The Road Safety and Transport Regulations 2021 replaced the 1999 regulations as it could not address the changing needs. The new regulation will come into effect from July 2022.

RSTA’s chief transport officer, Sithar Dorji, said the regulation was supposed to be implemented from January this year, but was deferred by six months to debrief the officials and advocate on it. “We already completed an awareness programme for the officials.”

Sustainable Surface Transport System

According to RSTA officials, one of the emerging priorities in the surface transport sector is e-mobility in line with the international commitment to remain carbon neutral and to foster a sustainable transport system.

They said the country has already made the initial steps towards promoting low carbon vehicles.

The sustainable Low-emission Urban Transport Systems project, funded by the Global Environment Facility (GEF), promotes low emission electric vehicles. Under this initiative, the government is replacing 300 internal combustion engine taxis with EVs by the end of 2022 and setting up charging stations.

As of December last year, there are 248 electric vehicles registered in the country.
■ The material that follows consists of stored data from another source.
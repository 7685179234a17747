use anyhow::Context;
use axum::{
    http::{header, Method},
    routing::get,
    Json, Router,
};
use serde::Serialize;
use std::sync::Arc;
use tower_http::{
    cors::{Any, CorsLayer},
    trace::TraceLayer,
};
use tracing_subscriber::EnvFilter;
use utoipa::OpenApi;
use utoipa_swagger_ui::SwaggerUi;

mod application;
mod config;
mod models;
mod routes;

use application::DiagnosisService;
use config::ServerConfig;

const DEFAULT_LOG_FILTER: &str = "en_shindan=info,en_shindan_server=info,tower_http=info";

/// Application state shared across all routes
#[derive(Clone)]
pub struct AppState {
    pub diagnosis_service: Arc<DiagnosisService>,
}

#[derive(Serialize)]
struct HealthCheck {
    status: String,
    message: String,
    version: String,
}

async fn health_check() -> Json<HealthCheck> {
    Json(HealthCheck {
        status: "ok".to_string(),
        message: "En-Shindan API is running - every bond has its season".to_string(),
        version: env!("CARGO_PKG_VERSION").to_string(),
    })
}

/// Build the full router
pub fn app(state: AppState) -> Router {
    let openapi = routes::swagger::ApiDoc::openapi();

    let cors = CorsLayer::new()
        .allow_origin(Any)
        .allow_methods([Method::GET, Method::POST, Method::OPTIONS])
        .allow_headers([header::CONTENT_TYPE]);

    Router::new()
        .merge(SwaggerUi::new("/swagger-ui").url("/api-docs/openapi.json", openapi))
        .route("/health", get(health_check))
        .merge(routes::diagnosis::router())
        .layer(cors)
        .layer(TraceLayer::new_for_http())
        .with_state(state)
}

#[tokio::main]
async fn main() -> anyhow::Result<()> {
    dotenvy::dotenv().ok();

    tracing_subscriber::fmt()
        .with_env_filter(
            EnvFilter::try_from_default_env()
                .unwrap_or_else(|_| EnvFilter::new(DEFAULT_LOG_FILTER)),
        )
        .init();

    tracing::info!("🔮 En-Shindan API initializing...");

    let config = ServerConfig::from_env()?;
    tracing::info!("🕰️  Reference clock offset: {}", config.utc_offset);

    let state = AppState {
        diagnosis_service: Arc::new(DiagnosisService::new(config.utc_offset)),
    };

    let addr = config.bind_addr();
    let listener = tokio::net::TcpListener::bind(&addr)
        .await
        .with_context(|| format!("Failed to bind {}", addr))?;

    tracing::info!("📚 Swagger UI: /swagger-ui");
    tracing::info!("✅ En-Shindan API ready on {}", addr);

    axum::serve(listener, app(state))
        .await
        .context("Server error")?;

    Ok(())
}
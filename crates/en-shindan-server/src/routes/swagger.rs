//! OpenAPI Documentation

use utoipa::OpenApi;

use crate::models::{DiagnoseRequest, DiagnoseResponse, DiagnosisData};

#[derive(OpenApi)]
#[openapi(
    paths(super::diagnosis::diagnose),
    info(
        title = "En-Shindan API",
        version = "0.1.0",
        description = "縁診断 - natural type, name bond, attraction type, biorhythm and region energy from a single form.",
        license(name = "MIT"),
    ),
    servers(
        (url = "/", description = "Current server"),
    ),
    tags(
        (name = "Diagnosis", description = "Diagnosis - compute a profile from the form"),
    ),
    components(schemas(DiagnoseRequest, DiagnoseResponse, DiagnosisData)),
)]
pub struct ApiDoc;

#[cfg(test)]
mod tests {
    use super::*;

    #[test]
    fn test_openapi_lists_diagnosis_path() {
        let doc = ApiDoc::openapi();
        assert!(doc.paths.paths.contains_key("/diagnosis"));
    }
}
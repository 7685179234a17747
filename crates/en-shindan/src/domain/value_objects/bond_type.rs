//! NameBondType - Name-acoustic bond categories (名前の縁)

use serde::{Deserialize, Serialize};

/// Bond type derived from the sound of a romanized name
#[derive(Debug, Clone, Copy, PartialEq, Eq, Hash, Serialize, Deserialize)]
pub enum NameBondType {
    /// 結縁 - binding ties
    #[serde(rename = "結縁")]
    Ketsuen,
    /// 深縁 - deep ties
    #[serde(rename = "深縁")]
    Shinen,
    /// 広縁 - wide ties
    #[serde(rename = "広縁")]
    Kouen,
}

impl NameBondType {
    pub fn name(self) -> &'static str {
        match self {
            NameBondType::Ketsuen => "結縁",
            NameBondType::Shinen => "深縁",
            NameBondType::Kouen => "広縁",
        }
    }
}

impl std::fmt::Display for NameBondType {
    fn fmt(&self, f: &mut std::fmt::Formatter<'_>) -> std::fmt::Result {
        write!(f, "{}", self.name())
    }
}
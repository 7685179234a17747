//! Biorhythm Engine - position within the 10-phase cycle
//!
//! The cycle is a run-length encoded ring of [`BiorhythmPhase::ALL`]; a day
//! count since birth is reduced modulo [`CYCLE_LENGTH`] and located in it.

use chrono::NaiveDate;

use crate::domain::entities::BiorhythmState;
use crate::domain::value_objects::{BiorhythmPhase, CYCLE_LENGTH};

/// Biorhythm state on `reference` for someone born on `birth_date`
///
/// A reference date before the birth date still lands inside the cycle.
pub fn phase_at(birth_date: NaiveDate, reference: NaiveDate) -> BiorhythmState {
    let total_days = reference.signed_duration_since(birth_date).num_days();
    let day_in_cycle = total_days.rem_euclid(i64::from(CYCLE_LENGTH)) as u32;
    state_for_day(day_in_cycle)
}

/// Locate a day within the cycle (`day_in_cycle` is taken modulo the cycle length)
///
/// A day equal to the cumulative length through phase k belongs to phase
/// k + 1 with zero days elapsed.
pub fn state_for_day(day_in_cycle: u32) -> BiorhythmState {
    let day_in_cycle = day_in_cycle % CYCLE_LENGTH;
    let mut accumulated = 0;

    for phase in BiorhythmPhase::ALL {
        let duration = phase.duration();
        if day_in_cycle < accumulated + duration {
            let days_into_phase = day_in_cycle - accumulated;
            return BiorhythmState {
                phase,
                energy: phase.energy().to_string(),
                progress: (days_into_phase * 100 / duration) as u8,
                days_into_phase,
                phase_duration: duration,
                day_in_cycle,
            };
        }
        accumulated += duration;
    }

    panic!(
        "biorhythm cycle accounting mismatch: day {} not covered by phases totalling {}",
        day_in_cycle, accumulated
    );
}

#[cfg(test)]
mod tests {
    use super::*;
    use chrono::Duration;
    use proptest::prelude::*;

    fn date(y: i32, m: u32, d: u32) -> NaiveDate {
        NaiveDate::from_ymd_opt(y, m, d).unwrap()
    }

    #[test]
    fn test_birthday_is_start_of_cycle() {
        let state = phase_at(date(1990, 6, 15), date(1990, 6, 15));
        assert_eq!(state.phase, BiorhythmPhase::Shinsei);
        assert_eq!(state.energy, "始まり");
        assert_eq!(state.days_into_phase, 0);
        assert_eq!(state.progress, 0);
        assert_eq!(state.phase_duration, 32);
    }

    #[test]
    fn test_pinned_reference_date() {
        // 12419 days later, 12419 mod 335 = 24
        let state = phase_at(date(1990, 6, 15), date(2024, 6, 15));
        assert_eq!(state.day_in_cycle, 24);
        assert_eq!(state.phase, BiorhythmPhase::Shinsei);
        assert_eq!(state.days_into_phase, 24);
        assert_eq!(state.progress, 75);
    }

    #[test]
    fn test_boundary_belongs_to_next_phase() {
        let last_of_first = state_for_day(31);
        assert_eq!(last_of_first.phase, BiorhythmPhase::Shinsei);
        assert_eq!(last_of_first.days_into_phase, 31);
        assert_eq!(last_of_first.progress, 96);

        let boundary = phase_at(date(2000, 1, 1), date(2000, 2, 2));
        assert_eq!(boundary.day_in_cycle, 32);
        assert_eq!(boundary.phase, BiorhythmPhase::Hatten);
        assert_eq!(boundary.days_into_phase, 0);
    }

    #[test]
    fn test_every_boundary() {
        let mut accumulated = 0;
        for (i, phase) in BiorhythmPhase::ALL.iter().enumerate() {
            let state = state_for_day(accumulated);
            assert_eq!(state.phase, *phase, "boundary {}", i);
            assert_eq!(state.days_into_phase, 0);
            accumulated += phase.duration();
        }
        assert_eq!(accumulated, CYCLE_LENGTH);
    }

    #[test]
    fn test_last_day_of_cycle() {
        let state = state_for_day(CYCLE_LENGTH - 1);
        assert_eq!(state.phase, BiorhythmPhase::Junbi);
        assert_eq!(state.days_into_phase, 36);
        assert_eq!(state.progress, 97);
        assert_eq!(state_for_day(CYCLE_LENGTH).phase, BiorhythmPhase::Shinsei);
    }

    #[test]
    fn test_reference_before_birth_wraps() {
        let state = phase_at(date(2000, 1, 2), date(2000, 1, 1));
        assert_eq!(state.day_in_cycle, 334);
        assert_eq!(state.phase, BiorhythmPhase::Junbi);
    }

    proptest! {
        #[test]
        fn prop_state_is_consistent(day in 0u32..CYCLE_LENGTH) {
            let state = state_for_day(day);
            prop_assert_eq!(state.day_in_cycle, day);
            prop_assert!(state.days_into_phase < state.phase_duration);
            prop_assert!(state.progress < 100);
            prop_assert_eq!(state.phase_duration, state.phase.duration());
        }

        #[test]
        fn prop_cycle_repeats(offset in -50_000i64..50_000) {
            let birth = date(1980, 1, 1);
            let reference = birth + Duration::days(offset);
            let later = reference + Duration::days(i64::from(CYCLE_LENGTH));
            prop_assert_eq!(phase_at(birth, reference), phase_at(birth, later));
        }
    }
}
A total of 28 charging stations (15 fast chargers and 13 Semi-fast chargers) are installed in 15 locations covering Paro, Punakha, Wangdue, Thimphu, Haa and Chukha Dzongkhags through the GEF funding and funding from the Bhutan Trust Fund for Environmental Conservation (BTFEC). Further, there are already five charging stations installed through JICA assistance.

“Works are in full swing for installing charging stations in the remaining 14 Dzongkhags. The installation of charging stations is targeted to be completed by the end of 2022,” an official said.